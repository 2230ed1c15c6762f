use crate::error::{CdecError, Result};
use crate::observation::SensorType;
use csv::ReaderBuilder;
use serde::{Deserialize, Serialize};

/// The duration code of a CDEC sensor series.
#[derive(Debug, PartialEq, Eq, Clone, Copy, Hash, Serialize, Deserialize)]
pub enum Duration {
    Event,
    Hourly,
    Daily,
    Monthly,
}

impl Duration {
    pub fn code(&self) -> &'static str {
        match self {
            Duration::Event => "E",
            Duration::Hourly => "H",
            Duration::Daily => "D",
            Duration::Monthly => "M",
        }
    }

    pub fn from_code(code: &str) -> Option<Duration> {
        match code.trim().to_ascii_uppercase().as_str() {
            "E" => Some(Duration::Event),
            "H" => Some(Duration::Hourly),
            "D" => Some(Duration::Daily),
            "M" => Some(Duration::Monthly),
            _ => None,
        }
    }
}

/// A reservoir picked by the operator for inclusion in the boundary
/// condition build.
///
/// Selections are produced outside this workspace (the reservoir review
/// spreadsheet) and handed over as CSV with the columns
/// `ID,Name,Sensor_No,Duration_Code,Rating_ID`. `Sensor_No` may carry the
/// CDEC description after a colon (e.g. `15: RESERVOIR STORAGE`).
#[derive(Debug, PartialEq, Clone, Serialize, Deserialize)]
pub struct StationSelection {
    /// CDEC station identifier (e.g., "BLB"), or a longer id for reservoirs
    /// that only exist in the rating source
    pub station_id: String,
    /// Lake name as it appears in the node association source
    pub name: String,
    pub sensor_type: SensorType,
    pub duration: Duration,
    /// Reservoir number in the storage-elevation rating table
    pub rating_id: Option<String>,
}

#[derive(Debug, Deserialize)]
struct SelectionRow {
    #[serde(rename = "ID")]
    id: String,
    #[serde(rename = "Name", default)]
    name: String,
    #[serde(rename = "Sensor_No", default)]
    sensor_no: String,
    #[serde(rename = "Duration_Code", default)]
    duration_code: String,
    #[serde(rename = "Rating_ID", default)]
    rating_id: String,
}

impl StationSelection {
    /// CDEC ids are three characters; anything longer is a placeholder for a
    /// reservoir that is matched to the rating table but never downloaded.
    pub fn is_cdec_station(&self) -> bool {
        let len = self.station_id.trim().len();
        len > 0 && len <= 3
    }

    /// Parse the operator's selection CSV.
    pub fn parse_selection_csv(csv_object: &str) -> Result<Vec<StationSelection>> {
        let mut selections = Vec::new();
        let mut rdr = ReaderBuilder::new()
            .has_headers(true)
            .flexible(true)
            .trim(csv::Trim::All)
            .from_reader(csv_object.as_bytes());
        for row in rdr.deserialize::<SelectionRow>() {
            let row = row?;
            if row.id.is_empty() {
                continue;
            }
            let sensor_number = row
                .sensor_no
                .split(':')
                .next()
                .unwrap_or("")
                .trim()
                .parse::<u32>()
                .map_err(|_| {
                    CdecError::InvalidSelection(format!(
                        "station {} has sensor '{}'",
                        row.id, row.sensor_no
                    ))
                })?;
            let duration = if row.duration_code.is_empty() {
                Duration::Daily
            } else {
                Duration::from_code(&row.duration_code).ok_or_else(|| {
                    CdecError::InvalidSelection(format!(
                        "station {} has duration code '{}'",
                        row.id, row.duration_code
                    ))
                })?
            };
            let rating_id = Some(row.rating_id).filter(|r| !r.is_empty());
            selections.push(StationSelection {
                station_id: row.id,
                name: row.name,
                sensor_type: SensorType::from(sensor_number),
                duration,
                rating_id,
            });
        }
        Ok(selections)
    }
}
//! Output file naming and writers for the review tables.

use anyhow::{bail, Context};
use cbc_data::ConductanceEstimate;
use cbc_merge::MergeWarning;
use cbc_utils::dates::run_stamp;
use chrono::NaiveDate;
use csv::WriterBuilder;
use serde::Serialize;
use std::fs::File;
use std::path::{Path, PathBuf};

#[derive(Debug, Clone, PartialEq)]
pub struct OutputFiles {
    pub spec: PathBuf,
    pub timeseries: PathBuf,
    pub review: PathBuf,
    pub conductance: PathBuf,
}

impl OutputFiles {
    pub fn new(dir: &Path, run_date: &NaiveDate) -> OutputFiles {
        let stamp = run_stamp(run_date);
        OutputFiles {
            spec: dir.join(format!("cbc_specs_{stamp}.csv")),
            timeseries: dir.join(format!("cbc_timeseries_{stamp}.csv")),
            review: dir.join(format!("cbc_review_{stamp}.csv")),
            conductance: dir.join(format!("cbc_conductance_{stamp}.csv")),
        }
    }
}

/// Fail before anything is written when a target already exists and
/// overwriting was not asked for.
pub fn ensure_writable(paths: &[&Path], overwrite: bool) -> anyhow::Result<()> {
    if overwrite {
        return Ok(());
    }
    for path in paths {
        if path.exists() {
            bail!(
                "{} already exists; set overwrite or pass --overwrite to replace it",
                path.display()
            );
        }
    }
    Ok(())
}

pub fn create(path: &Path) -> anyhow::Result<File> {
    if let Some(parent) = path.parent() {
        std::fs::create_dir_all(parent)
            .with_context(|| format!("Failed to create {}", parent.display()))?;
    }
    File::create(path).with_context(|| format!("Failed to create {}", path.display()))
}

/// One line of the operator review file.
#[derive(Debug, Clone, PartialEq, Serialize)]
pub struct ReviewRow {
    pub kind: String,
    pub subject: String,
    pub detail: String,
}

impl From<&MergeWarning> for ReviewRow {
    fn from(warning: &MergeWarning) -> Self {
        ReviewRow {
            kind: warning.kind().to_string(),
            subject: warning.subject(),
            detail: warning.detail(),
        }
    }
}

pub fn write_review(path: &Path, rows: &[ReviewRow]) -> anyhow::Result<()> {
    let mut wtr = WriterBuilder::new().from_writer(create(path)?);
    if rows.is_empty() {
        wtr.write_record(["kind", "subject", "detail"])?;
    }
    for row in rows {
        wtr.serialize(row)?;
    }
    wtr.flush()?;
    Ok(())
}

pub fn write_conductance(path: &Path, estimates: &[ConductanceEstimate]) -> anyhow::Result<()> {
    let mut wtr = WriterBuilder::new().from_writer(create(path)?);
    if estimates.is_empty() {
        wtr.write_record([
            "node_id",
            "vertical_conductivity",
            "layer_thickness",
            "nodal_area",
            "conductance",
        ])?;
    }
    for estimate in estimates {
        wtr.serialize(estimate)?;
    }
    wtr.flush()?;
    Ok(())
}
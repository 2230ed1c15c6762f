use cbc_iwfm::{AquiferParameters, NodalAreaTable, StratigraphyRow};
use serde::{Deserialize, Serialize};
use std::collections::BTreeMap;

pub const ACRES_TO_SQUARE_FEET: f64 = 43560.0;

/// Lakebed conductance of a node in the top model layer, treating the
/// layer as a flat Darcy plate: `K_v / thickness * area`.
#[derive(Debug, Clone, PartialEq, Serialize, Deserialize)]
pub struct ConductanceEstimate {
    pub node_id: u32,
    /// Layer-1 vertical hydraulic conductivity (ft/day)
    pub vertical_conductivity: f64,
    /// Layer-1 aquifer thickness (ft)
    pub layer_thickness: f64,
    /// Nodal area (ft²)
    pub nodal_area: f64,
    pub conductance: f64,
}

/// Estimate conductance for every node present in all three tables.
///
/// Nodes missing from any table are left out; an empty result is not an
/// error. Areas labelled in acres are converted to square feet.
pub fn estimate_conductance(
    parameters: &[AquiferParameters],
    stratigraphy: &[StratigraphyRow],
    areas: &NodalAreaTable,
) -> Vec<ConductanceEstimate> {
    let area_factor = if areas.in_acres() {
        ACRES_TO_SQUARE_FEET
    } else {
        1.0
    };
    let conductivity: BTreeMap<u32, f64> = parameters
        .iter()
        .filter(|p| p.layer == 1)
        .map(|p| (p.node_id, p.pl))
        .collect();
    let thickness: BTreeMap<u32, f64> = stratigraphy
        .iter()
        .filter_map(|row| row.aquifer_thickness(1).map(|t| (row.node_id, t)))
        .collect();
    let area: BTreeMap<u32, f64> = areas
        .rows
        .iter()
        .map(|row| (row.node_id, row.area * area_factor))
        .collect();

    let mut estimates = Vec::new();
    for (node_id, vertical_conductivity) in &conductivity {
        let (Some(layer_thickness), Some(nodal_area)) = (thickness.get(node_id), area.get(node_id))
        else {
            continue;
        };
        if *layer_thickness <= 0.0 {
            log::warn!("Node {node_id} has layer 1 thickness {layer_thickness}; no conductance");
            continue;
        }
        estimates.push(ConductanceEstimate {
            node_id: *node_id,
            vertical_conductivity: *vertical_conductivity,
            layer_thickness: *layer_thickness,
            nodal_area: *nodal_area,
            conductance: vertical_conductivity / layer_thickness * nodal_area,
        });
    }
    log::info!(
        "Estimated conductance for {} of {} layer 1 nodes",
        estimates.len(),
        conductivity.len()
    );
    estimates
}
//! On-disk caches of downloaded and normalized station series.
//!
//! `<ID>_<dur>.csv` keeps the raw CDEC response, `<ID>_agg_monthly.csv` the
//! normalized monthly series. Builds with `download_new: false` read the
//! monthly files instead of going to the network.

use anyhow::{bail, Context};
use cbc_cdec::StationSelection;
use cbc_data::{MonthlyRecord, MonthlySeries};
use csv::{ReaderBuilder, WriterBuilder};
use std::path::{Path, PathBuf};

pub struct Cache {
    dir: PathBuf,
}

impl Cache {
    pub fn new<P: AsRef<Path>>(dir: P) -> anyhow::Result<Cache> {
        let dir = dir.as_ref().to_path_buf();
        std::fs::create_dir_all(&dir)
            .with_context(|| format!("Failed to create cache directory {}", dir.display()))?;
        Ok(Cache { dir })
    }

    pub fn raw_path(&self, station: &StationSelection) -> PathBuf {
        self.dir
            .join(format!("{}_{}.csv", station.station_id, station.duration.code()))
    }

    pub fn monthly_path(&self, station_id: &str) -> PathBuf {
        self.dir.join(format!("{station_id}_agg_monthly.csv"))
    }

    pub fn write_raw(&self, station: &StationSelection, body: &str) -> anyhow::Result<()> {
        let path = self.raw_path(station);
        std::fs::write(&path, body).with_context(|| format!("Failed to write {}", path.display()))
    }

    pub fn write_monthly(&self, series: &MonthlySeries) -> anyhow::Result<()> {
        let path = self.monthly_path(&series.reservoir_id);
        let mut wtr = WriterBuilder::new()
            .from_path(&path)
            .with_context(|| format!("Failed to create {}", path.display()))?;
        for record in &series.records {
            wtr.serialize(record)?;
        }
        wtr.flush()?;
        Ok(())
    }

    /// Cached monthly series of `station`, or `None` when there is no cache
    /// file yet.
    pub fn read_monthly(&self, station: &StationSelection) -> anyhow::Result<Option<MonthlySeries>> {
        let path = self.monthly_path(&station.station_id);
        if !path.exists() {
            return Ok(None);
        }
        let mut rdr = ReaderBuilder::new()
            .has_headers(true)
            .from_path(&path)
            .with_context(|| format!("Failed to open {}", path.display()))?;
        let mut records = Vec::new();
        for row in rdr.deserialize::<MonthlyRecord>() {
            let record = row.with_context(|| format!("Bad row in {}", path.display()))?;
            if !record.value.is_finite() || record.value_elevation.is_some_and(|e| !e.is_finite()) {
                bail!(
                    "Non-finite value for {} in {}",
                    record.period_end,
                    path.display()
                );
            }
            records.push(record);
        }
        records.sort_by_key(|r| r.period_end);
        records.dedup_by_key(|r| r.period_end);
        Ok(Some(MonthlySeries {
            reservoir_id: station.station_id.clone(),
            sensor_type: station.sensor_type,
            records,
        }))
    }
}

#[cfg(test)]
mod tests {
    use super::*;
    use cbc_cdec::{Duration, SensorType};
    use chrono::NaiveDate;

    fn station() -> StationSelection {
        StationSelection {
            station_id: "BLB".to_string(),
            name: "Black Butte Lake".to_string(),
            sensor_type: SensorType::Storage,
            duration: Duration::Daily,
            rating_id: None,
        }
    }

    #[test]
    fn test_monthly_cache_round_trip() {
        let dir = tempfile::tempdir().unwrap();
        let cache = Cache::new(dir.path()).unwrap();
        let station = station();
        assert!(cache.read_monthly(&station).unwrap().is_none());

        let series = MonthlySeries {
            reservoir_id: "BLB".to_string(),
            sensor_type: SensorType::Storage,
            records: vec![
                MonthlyRecord {
                    reservoir_id: "BLB".to_string(),
                    period_end: NaiveDate::from_ymd_opt(2020, 1, 31).unwrap(),
                    value: 100.0,
                    value_elevation: None,
                },
                MonthlyRecord {
                    reservoir_id: "BLB".to_string(),
                    period_end: NaiveDate::from_ymd_opt(2020, 2, 29).unwrap(),
                    value: 102.5,
                    value_elevation: Some(301.0),
                },
            ],
        };
        cache.write_monthly(&series).unwrap();
        assert!(dir.path().join("BLB_agg_monthly.csv").exists());
        assert_eq!(cache.read_monthly(&station).unwrap(), Some(series));
    }

    #[test]
    fn test_non_finite_cached_value_rejected() {
        let dir = tempfile::tempdir().unwrap();
        let cache = Cache::new(dir.path()).unwrap();
        std::fs::write(
            dir.path().join("BLB_agg_monthly.csv"),
            "reservoir_id,period_end,value,value_elevation\nBLB,2020-01-31,NaN,\n",
        )
        .unwrap();
        let err = cache.read_monthly(&station()).unwrap_err();
        assert!(err.to_string().contains("Non-finite value for 2020-01-31"));
    }

    #[test]
    fn test_raw_cache_name() {
        let dir = tempfile::tempdir().unwrap();
        let cache = Cache::new(dir.path()).unwrap();
        cache.write_raw(&station(), "DATE TIME,VALUE\n").unwrap();
        assert!(dir.path().join("BLB_D.csv").exists());
    }
}
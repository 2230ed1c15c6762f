use std::fmt;

/// Why a lake or reservoir did not make it into the output, or made it in
/// with a gap.
#[derive(Debug, Clone, PartialEq)]
pub enum UnmatchedReason {
    /// Overlay lake with no selected station of the same name
    NoStation,
    /// Selected station with no node under it
    NoNode,
    /// Station whose download or normalization produced nothing
    NoSeries,
    /// Storage series without elevations to write as heads
    NoRatingCurve,
    /// Added without a limiting head
    NoDeadPool,
    /// Added with an empty conductance on this node
    NoConductance { node_id: u32 },
}

#[derive(Debug, Clone, PartialEq)]
pub enum MergeWarning {
    UnmatchedAssociation {
        reservoir: String,
        reason: UnmatchedReason,
    },
    /// Time-series slots that had cells with no value anywhere and were
    /// filled with the slot's sentinel
    SentinelFilledColumns { columns: Vec<u32> },
}

impl MergeWarning {
    /// Subject the operator should look at (reservoir name or slot list).
    pub fn subject(&self) -> String {
        match self {
            MergeWarning::UnmatchedAssociation { reservoir, .. } => reservoir.clone(),
            MergeWarning::SentinelFilledColumns { columns } => columns
                .iter()
                .map(|c| c.to_string())
                .collect::<Vec<String>>()
                .join(" "),
        }
    }

    pub fn detail(&self) -> String {
        match self {
            MergeWarning::UnmatchedAssociation { reason, .. } => reason.to_string(),
            MergeWarning::SentinelFilledColumns { .. } => {
                "cells without data filled with 9999 (head) or 0 (flow)".to_string()
            }
        }
    }

    pub fn kind(&self) -> &'static str {
        match self {
            MergeWarning::UnmatchedAssociation { .. } => "unmatched",
            MergeWarning::SentinelFilledColumns { .. } => "sentinel",
        }
    }
}

impl fmt::Display for UnmatchedReason {
    fn fmt(&self, f: &mut fmt::Formatter<'_>) -> fmt::Result {
        match self {
            UnmatchedReason::NoStation => write!(f, "no selected station"),
            UnmatchedReason::NoNode => write!(f, "no associated model node"),
            UnmatchedReason::NoSeries => write!(f, "no monthly series"),
            UnmatchedReason::NoRatingCurve => write!(f, "storage series without a rating curve"),
            UnmatchedReason::NoDeadPool => write!(f, "no dead pool elevation"),
            UnmatchedReason::NoConductance { node_id } => {
                write!(f, "no conductance estimate for node {node_id}")
            }
        }
    }
}

impl fmt::Display for MergeWarning {
    fn fmt(&self, f: &mut fmt::Formatter<'_>) -> fmt::Result {
        match self {
            MergeWarning::UnmatchedAssociation { reservoir, reason } => {
                write!(f, "{reservoir}: {reason}")
            }
            MergeWarning::SentinelFilledColumns { .. } => {
                write!(f, "sentinel values written to slots {}", self.subject())
            }
        }
    }
}
/// Error types for CDEC observations and station selections
use thiserror::Error;

#[derive(Error, Debug)]
pub enum CdecError {
    /// Download failed after every retry and header fallback
    #[error("Network request for station {station} failed: {message}")]
    Network { station: String, message: String },

    /// Failed to parse CSV data
    #[error("Failed to parse CSV: {0}")]
    CsvParse(#[from] csv::Error),

    /// A required column is absent from the CSV header
    #[error("CSV is missing required column {0}")]
    MissingColumn(String),

    /// A populated VALUE cell is neither numeric nor a known missing marker
    #[error("Station {station}, line {line}: invalid value '{value}'")]
    InvalidValue {
        station: String,
        line: u64,
        value: String,
    },

    /// DATE TIME cell did not match "YYYYMMDD HHMM"
    #[error("Station {station}, line {line}: failed to parse date '{value}'")]
    DateParse {
        station: String,
        line: u64,
        value: String,
    },

    /// Station selection row is unusable
    #[error("Invalid station selection: {0}")]
    InvalidSelection(String),
}

/// Type alias for Results using CdecError
pub type Result<T> = std::result::Result<T, CdecError>;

:::::

→ What needs to be done:
Please find how many lines of the entries above include the string "that", giving the number and nothing else.

→ Problem solution:
3